Уилсон сунул рассыльному десять долларов, и тот расцвел счастливой улыбкой:

– Спасибо, сэр. Если вам что нужно – зовите Роберто. Я тут самый быстрый и надежный!

Когда парнишка ушел, Уилсон задумчиво уставился на чемоданы. Судя по тому, с каким усилием рассыльный их поднимал, каждый весил не меньше двадцати фунтов.
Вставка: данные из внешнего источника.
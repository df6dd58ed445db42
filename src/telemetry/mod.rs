//! 日志模块：为宿主进程安装 tracing 日志订阅者。
//!
//! Logging setup.
//!
//! The library itself only emits `tracing` events. Hosts that have no subscriber of
//! their own can call [`init_logging`] once at startup.

use tracing_subscriber::EnvFilter;

/// Default filter when `RUST_LOG` is unset.
pub const DEFAULT_LOG_DIRECTIVE: &str = "info";

/// Build the filter from `RUST_LOG`, falling back to `default_directive`.
pub fn env_filter(default_directive: &str) -> anyhow::Result<EnvFilter> {
    match EnvFilter::try_from_default_env() {
        Ok(filter) => Ok(filter),
        Err(_) => Ok(EnvFilter::try_new(default_directive)?),
    }
}

/// Install a global fmt subscriber.
///
/// Returns `Ok(false)` when a global subscriber was already set.
pub fn init_logging() -> anyhow::Result<bool> {
    let filter = env_filter(DEFAULT_LOG_DIRECTIVE)?;
    Ok(tracing_subscriber::fmt()
        .with_env_filter(filter)
        .with_target(true)
        .try_init()
        .is_ok())
}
Итак, похоже, начинается. Последняя возможность передумать. В этих чемоданах – его судьба. Когда закрутится, обратной дороги уже не будет.

Уилсон бросился к компьютеру и открыл папку черновиков.

Хороший разговор с друзьями. Если мы с тобой проявим себя молодцами – с нами готовы иметь дело. Поэтому – смело вперед!

Итак, сними целлофан.

НИ В КОЕМ СЛУЧАЕ не выдвигай ручки.

Отнеси в аэропорт Даллеса.

Выдвини ручки.

И линяй.

У тебя десять минут.

Жду тебя на почасовой парковке. Сектор шесть. 18.30.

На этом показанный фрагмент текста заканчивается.